====== Source records ======

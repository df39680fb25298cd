//! HTTP adapter for checkout endpoints.
//!
//! Exposes the registered gateways via REST API:
//! - `GET /api/gateways` - List enabled gateways
//! - `POST /api/gateways/:id/payments` - Submit an order for payment

pub mod dto;
pub mod handlers;
pub mod routes;

pub use dto::*;
pub use handlers::{CheckoutApiError, CheckoutAppState};
pub use routes::checkout_router;
//! Payment gateway port: the capability contract a checkout host invokes.
//!
//! A gateway is configured with merchant settings and submits orders. The
//! host finds gateways through an explicitly injected registry rather than
//! global discovery.

use async_trait::async_trait;
use serde::Serialize;

use crate::domain::checkout::{Credentials, GatewaySettings, OrderSnapshot, PaymentOutcome};
use crate::domain::foundation::ValidationError;

/// Port for pluggable checkout gateways.
#[async_trait]
pub trait PaymentGateway: Send + Sync {
    /// Stable identifier used for routing (e.g. `"pagseguro"`).
    fn id(&self) -> &str;

    /// What the host shows in its payment-method listing.
    fn descriptor(&self) -> GatewayDescriptor;

    /// Replace the gateway's settings after validating them.
    fn configure(&self, settings: GatewaySettings) -> Result<(), ValidationError>;

    /// Submit an order with explicit credentials.
    ///
    /// Never fails with an error: every problem is reported as
    /// [`PaymentOutcome::Failure`].
    async fn submit(&self, order: &OrderSnapshot, credentials: &Credentials) -> PaymentOutcome;

    /// Submit an order with the credentials from the configured settings.
    async fn process_payment(&self, order: &OrderSnapshot) -> PaymentOutcome;
}

/// Listing entry for a gateway.
#[derive(Debug, Clone, PartialEq, Eq, Serialize)]
pub struct GatewayDescriptor {
    pub id: String,
    pub method_title: String,
    pub method_description: String,
    pub title: String,
    pub description: String,
    pub has_fields: bool,
    pub enabled: bool,
}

======

# Exercise brief:
Your reply should contain each entry, copied without alteration.

# Exercise answer:
repository df39680fb25298cd
//! HTTP adapter for checkout endpoints.
//!
//! Exposes the registered gateways via REST API:
//! - `GET /api/gateways` - List enabled gateways
//! - `POST /api/gateways/:id/payments` - Submit an order for payment

pub mod dto;
pub mod handlers;
pub mod routes;

pub use dto::*;
pub use handlers::{CheckoutApiError, CheckoutAppState};
pub use routes::checkout_router;
//! Payment gateway port: the capability contract a checkout host invokes.
//!
//! A gateway is configured with merchant settings and submits orders. The
//! host finds gateways through an explicitly injected registry rather than
//! global discovery.

use async_trait::async_trait;
use serde::Serialize;

use crate::domain::checkout::{Credentials, GatewaySettings, OrderSnapshot, PaymentOutcome};
use crate::domain::foundation::ValidationError;

/// Port for pluggable checkout gateways.
#[async_trait]
pub trait PaymentGateway: Send + Sync {
    /// Stable identifier used for routing (e.g. `"pagseguro"`).
    fn id(&self) -> &str;

    /// What the host shows in its payment-method listing.
    fn descriptor(&self) -> GatewayDescriptor;

    /// Replace the gateway's settings after validating them.
    fn configure(&self, settings: GatewaySettings) -> Result<(), ValidationError>;

    /// Submit an order with explicit credentials.
    ///
    /// Never fails with an error: every problem is reported as
    /// [`PaymentOutcome::Failure`].
    async fn submit(&self, order: &OrderSnapshot, credentials: &Credentials) -> PaymentOutcome;

    /// Submit an order with the credentials from the configured settings.
    async fn process_payment(&self, order: &OrderSnapshot) -> PaymentOutcome;
}

/// Listing entry for a gateway.
#[derive(Debug, Clone, PartialEq, Eq, Serialize)]
pub struct GatewayDescriptor {
    pub id: String,
    pub method_title: String,
    pub method_description: String,
    pub title: String,
    pub description: String,
    pub has_fields: bool,
    pub enabled: bool,
}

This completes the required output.